» **ASSIGNMENT**
Which of the lines below contain the string "find"? Copy each one.

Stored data
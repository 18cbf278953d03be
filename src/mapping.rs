use std::collections::HashMap;
use std::fmt;
use std::fs;
use std::marker::PhantomData;
use std::path::Path;

use serde::de::{Deserialize, Deserializer, MapAccess, Visitor};

use crate::domain::{AccessionId, Species, TaxonId};
use crate::error::SeqdbError;

#[derive(Debug, Clone, PartialEq, Eq)]
pub struct TaxonEntry {
    pub taxon: TaxonId,
    pub accessions: Vec<AccessionId>,
}

#[derive(Debug, Clone, PartialEq, Eq)]
pub struct SpeciesEntry {
    pub species: Species,
    pub taxa: Vec<TaxonEntry>,
}

impl SpeciesEntry {
    pub fn accessions(&self) -> impl Iterator<Item = &AccessionId> {
        self.taxa.iter().flat_map(|entry| entry.accessions.iter())
    }
}

/// Species -> taxon -> accessions, in the order the mapping file lists them.
///
/// Read-only once loaded. Iteration order is significant: the first-only
/// strategy picks the first taxon, and outputs are written species by
/// species in this order.
#[derive(Debug, Clone, Default, PartialEq, Eq)]
pub struct MappingStore {
    species: Vec<SpeciesEntry>,
    index: HashMap<Species, usize>,
}

impl MappingStore {
    pub fn load(path: &Path) -> Result<Self, SeqdbError> {
        let content =
            fs::read_to_string(path).map_err(|_| SeqdbError::MappingRead(path.to_path_buf()))?;
        let store = Self::from_json_str(&content)?;
        tracing::info!(
            path = %path.display(),
            species = store.len(),
            "loaded mapping"
        );
        Ok(store)
    }

    pub fn from_json_str(content: &str) -> Result<Self, SeqdbError> {
        let raw: OrderedMap<String, OrderedMap<String, Vec<String>>> =
            serde_json::from_str(content).map_err(|err| SeqdbError::MappingParse(err.to_string()))?;

        let mut entries = Vec::with_capacity(raw.0.len());
        for (species, taxa) in raw.0 {
            let species: Species = species
                .parse()
                .map_err(|err: SeqdbError| SeqdbError::MappingParse(err.to_string()))?;
            let mut taxon_entries = Vec::with_capacity(taxa.0.len());
            for (taxon, accessions) in taxa.0 {
                let taxon: TaxonId = taxon
                    .parse()
                    .map_err(|err: SeqdbError| SeqdbError::MappingParse(err.to_string()))?;
                let accessions = accessions
                    .iter()
                    .map(|value| value.parse::<AccessionId>())
                    .collect::<Result<Vec<_>, _>>()
                    .map_err(|err| SeqdbError::MappingParse(err.to_string()))?;
                taxon_entries.push(TaxonEntry { taxon, accessions });
            }
            entries.push(SpeciesEntry {
                species,
                taxa: taxon_entries,
            });
        }

        let store = Self::from_entries(entries);
        let shared = store.shared_accessions();
        if shared > 0 {
            tracing::warn!(
                accessions = shared,
                "mapping lists accessions under more than one taxon"
            );
        }
        Ok(store)
    }

    pub fn from_entries(entries: Vec<SpeciesEntry>) -> Self {
        let mut species: Vec<SpeciesEntry> = Vec::with_capacity(entries.len());
        let mut index = HashMap::new();
        for entry in entries {
            match index.get(&entry.species) {
                Some(&position) => species[position] = entry,
                None => {
                    index.insert(entry.species.clone(), species.len());
                    species.push(entry);
                }
            }
        }
        Self { species, index }
    }

    pub fn len(&self) -> usize {
        self.species.len()
    }

    pub fn is_empty(&self) -> bool {
        self.species.is_empty()
    }

    pub fn entries(&self) -> impl Iterator<Item = &SpeciesEntry> {
        self.species.iter()
    }

    pub fn species(&self) -> impl Iterator<Item = &Species> {
        self.species.iter().map(|entry| &entry.species)
    }

    pub fn get(&self, species: &Species) -> Option<&SpeciesEntry> {
        self.index.get(species).map(|&position| &self.species[position])
    }

    pub fn taxa_of(&self, species: &Species) -> Vec<&TaxonId> {
        self.get(species)
            .map(|entry| entry.taxa.iter().map(|taxon| &taxon.taxon).collect())
            .unwrap_or_default()
    }

    pub fn accessions_of(&self, species: &Species, taxon: &TaxonId) -> &[AccessionId] {
        self.get(species)
            .and_then(|entry| entry.taxa.iter().find(|candidate| &candidate.taxon == taxon))
            .map(|entry| entry.accessions.as_slice())
            .unwrap_or(&[])
    }

    pub fn all_accessions_of(&self, species: &Species) -> Vec<&AccessionId> {
        self.get(species)
            .map(|entry| entry.accessions().collect())
            .unwrap_or_default()
    }

    pub fn shared_accessions(&self) -> usize {
        let mut seen = HashMap::<&AccessionId, usize>::new();
        for entry in &self.species {
            for taxon in &entry.taxa {
                for accession in &taxon.accessions {
                    *seen.entry(accession).or_default() += 1;
                }
            }
        }
        seen.values().filter(|count| **count > 1).count()
    }
}

struct OrderedMap<K, V>(Vec<(K, V)>);

impl<'de, K, V> Deserialize<'de> for OrderedMap<K, V>
where
    K: Deserialize<'de> + PartialEq,
    V: Deserialize<'de>,
{
    fn deserialize<D: Deserializer<'de>>(deserializer: D) -> Result<Self, D::Error> {
        struct OrderedVisitor<K, V>(PhantomData<(K, V)>);

        impl<'de, K, V> Visitor<'de> for OrderedVisitor<K, V>
        where
            K: Deserialize<'de> + PartialEq,
            V: Deserialize<'de>,
        {
            type Value = OrderedMap<K, V>;

            fn expecting(&self, f: &mut fmt::Formatter<'_>) -> fmt::Result {
                f.write_str("a JSON object")
            }

            fn visit_map<A: MapAccess<'de>>(self, mut access: A) -> Result<Self::Value, A::Error> {
                let mut items: Vec<(K, V)> = Vec::with_capacity(access.size_hint().unwrap_or(0));
                while let Some((key, value)) = access.next_entry::<K, V>()? {
                    match items.iter_mut().find(|(existing, _)| *existing == key) {
                        Some(slot) => slot.1 = value,
                        None => items.push((key, value)),
                    }
                }
                Ok(OrderedMap(items))
            }
        }

        deserializer.deserialize_map(OrderedVisitor(PhantomData))
    }
}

» **OUTPUT OF THE EXERCISE**
            .and_then(|entry| entry.taxa.iter().find(|candidate| &candidate.taxon == taxon))
                    match items.iter_mut().find(|(existing, _)| *existing == key) {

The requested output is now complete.